Re: [PATCH] don't use mmap() to hash files

Dmitry Potapov <dpotapov@xxxxxxxxx> · Sun, 14 Feb 2010 22:56:46 +0300

On Sun, Feb 14, 2010 at 10:28 PM, Johannes Schindelin
<Johannes.Schindelin@xxxxxx> wrote:
>>
>> Concrete example: in one of my repositories, the average file size is
>> well over 2 gigabytes.
>
> Just to make extremely sure that you undertand the issue: adding these
> files on a computer with 512 megabyte RAM works at the moment. Can you
> guarantee that there is no regression in that respect _with_ your patch?

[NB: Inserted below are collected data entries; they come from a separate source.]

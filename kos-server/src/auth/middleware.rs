//! Authentication middleware

use axum::{
    extract::{Request, State},
    middleware::Next,
    response::Response,
};
use shared::error::AppError;

use super::{CurrentUser, JwtError, JwtService};
use crate::state::AppState;

/// Require a valid access token
///
/// Reads `Authorization: Bearer <token>` and inserts [`CurrentUser`] into
/// the request extensions. CORS preflight requests pass through.
pub async fn require_auth(
    State(state): State<AppState>,
    mut req: Request,
    next: Next,
) -> Result<Response, AppError> {
    if req.method() == http::Method::OPTIONS {
        return Ok(next.run(req).await);
    }

    let header = req
        .headers()
        .get(http::header::AUTHORIZATION)
        .and_then(|h| h.to_str().ok());

    let token = match header {
        Some(header) => JwtService::extract_from_header(header)
            .ok_or_else(|| AppError::invalid_token("Invalid authorization header"))?,
        None => {
            tracing::debug!(uri = %req.uri(), "Missing authorization header");
            return Err(AppError::not_authenticated());
        }
    };

    let user = authenticate(&state.jwt, token)?;
    req.extensions_mut().insert(user);
    Ok(next.run(req).await)
}

/// Validate an access token into a [`CurrentUser`]
pub fn authenticate(jwt: &JwtService, token: &str) -> Result<CurrentUser, AppError> {
    let claims = jwt.validate_access(token).map_err(|e| {
        tracing::warn!(error = %e, "Authentication failed");
        match e {
            JwtError::ExpiredToken => AppError::token_expired(),
            _ => AppError::invalid_token("Invalid token"),
        }
    })?;
    CurrentUser::try_from(claims).map_err(|e| AppError::invalid_token(e.to_string()))
}

/// Require the admin role (layer after `require_auth`)
pub async fn require_admin(req: Request, next: Next) -> Result<Response, AppError> {
    let user = req
        .extensions()
        .get::<CurrentUser>()
        .ok_or_else(AppError::not_authenticated)?;
    if !user.is_admin() {
        tracing::warn!(user_id = user.id, username = %user.username, "Admin required");
        return Err(AppError::admin_required());
    }
    Ok(next.run(req).await)
}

It may not work without enough swap space, and it will not pretty anyway
due to swapping. So, I see the following options:

1. to introduce a configuration parameter that will define whether to use
mmap() to hash files or not. It is a trivial change, but the real question
is what default value for this option (should we do some heuristic based
on filesize vs available memory?)

2. to stream files in chunks. It is better because it is faster, especially on
large files, as you calculate SHA-1 and zip data while they are in CPU
cache. However, it may be more difficult to implement, because we have
filters that should be apply to files that are put to the repository.

3. to improve Git to support huge files on computers with low memory.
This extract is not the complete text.